--- Problem description ---
Look through the data below and show every line that includes "Deserialize".
== Supplied records ==
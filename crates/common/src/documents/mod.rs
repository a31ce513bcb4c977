//! Document construction
//!
//! Turns a joined consultation record into the labeled text blob that gets
//! chunked and embedded, plus the metadata tag carried by every chunk.
//! Every section is always present; absent values render as a sentinel so
//! retrieved context keeps the same shape for every record.

use crate::db::JoinedRecord;
use serde::{Deserialize, Serialize};

/// Sentinel for an absent patient name
pub const UNKNOWN: &str = "Unknown";

/// Sentinel for any other absent field
pub const NOT_AVAILABLE: &str = "N/A";

/// Rendering of an absent prescription map
pub const EMPTY_PRESCRIPTIONS: &str = "{}";

/// Section labels, in rendering order
pub const LABELS: [&str; 9] = [
    "Patient",
    "UHID",
    "Age",
    "Gender",
    "Date",
    "Transcript",
    "Summary",
    "Prescriptions",
    "Doctor Notes",
];

const DATE_FORMAT: &str = "%Y-%m-%d %H:%M:%S";

/// Metadata attached to a document and to each of its chunks
#[derive(Debug, Clone, Default, PartialEq, Eq, Serialize, Deserialize)]
pub struct DocumentMetadata {
    pub uhid: Option<String>,
    pub patient_name: Option<String>,
    pub age: Option<i32>,
    pub date: String,
}

/// A consultation rendered for indexing
#[derive(Debug, Clone, PartialEq, Eq, Serialize, Deserialize)]
pub struct IndexedDocument {
    /// Consultation id the document was built from
    pub id: String,
    pub text: String,
    pub metadata: DocumentMetadata,
}

/// Build the indexable document for one joined record
pub fn build_document(record: &JoinedRecord) -> IndexedDocument {
    let patient = &record.patient;
    let consultation = &record.consultation;

    let date = consultation
        .date
        .map(|d| d.format(DATE_FORMAT).to_string())
        .unwrap_or_else(|| NOT_AVAILABLE.to_string());

    let prescriptions = match &consultation.prescription_data {
        Some(value) if !value.is_null() => {
            serde_json::to_string(value).unwrap_or_else(|_| EMPTY_PRESCRIPTIONS.to_string())
        }
        _ => EMPTY_PRESCRIPTIONS.to_string(),
    };

    let values = [
        patient.name.clone().unwrap_or_else(|| UNKNOWN.to_string()),
        or_na(patient.uhid.as_deref()),
        patient.age.map(|a| a.to_string()).unwrap_or_else(|| NOT_AVAILABLE.to_string()),
        or_na(patient.gender.as_deref()),
        date.clone(),
        or_na(consultation.transcript.as_deref()),
        or_na(consultation.ai_summary.as_deref()),
        prescriptions,
        or_na(consultation.doctor_notes.as_deref()),
    ];

    let text = LABELS
        .iter()
        .zip(values.iter())
        .map(|(label, value)| format!("{}: {}", label, value))
        .collect::<Vec<_>>()
        .join("\n")
        .trim()
        .to_string();

    IndexedDocument {
        id: consultation.id.clone(),
        text,
        metadata: DocumentMetadata {
            uhid: patient.uhid.clone(),
            patient_name: patient.name.clone(),
            age: patient.age,
            date,
        },
    }
}

/// Build documents for a batch of records, preserving order
pub fn build_documents(records: &[JoinedRecord]) -> Vec<IndexedDocument> {
    records.iter().map(build_document).collect()
}

fn or_na(value: Option<&str>) -> String {
    value.unwrap_or(NOT_AVAILABLE).to_string()
}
===
--- Solution to the problem ---
use serde::{Deserialize, Serialize};
#[derive(Debug, Clone, Default, PartialEq, Eq, Serialize, Deserialize)]
#[derive(Debug, Clone, PartialEq, Eq, Serialize, Deserialize)]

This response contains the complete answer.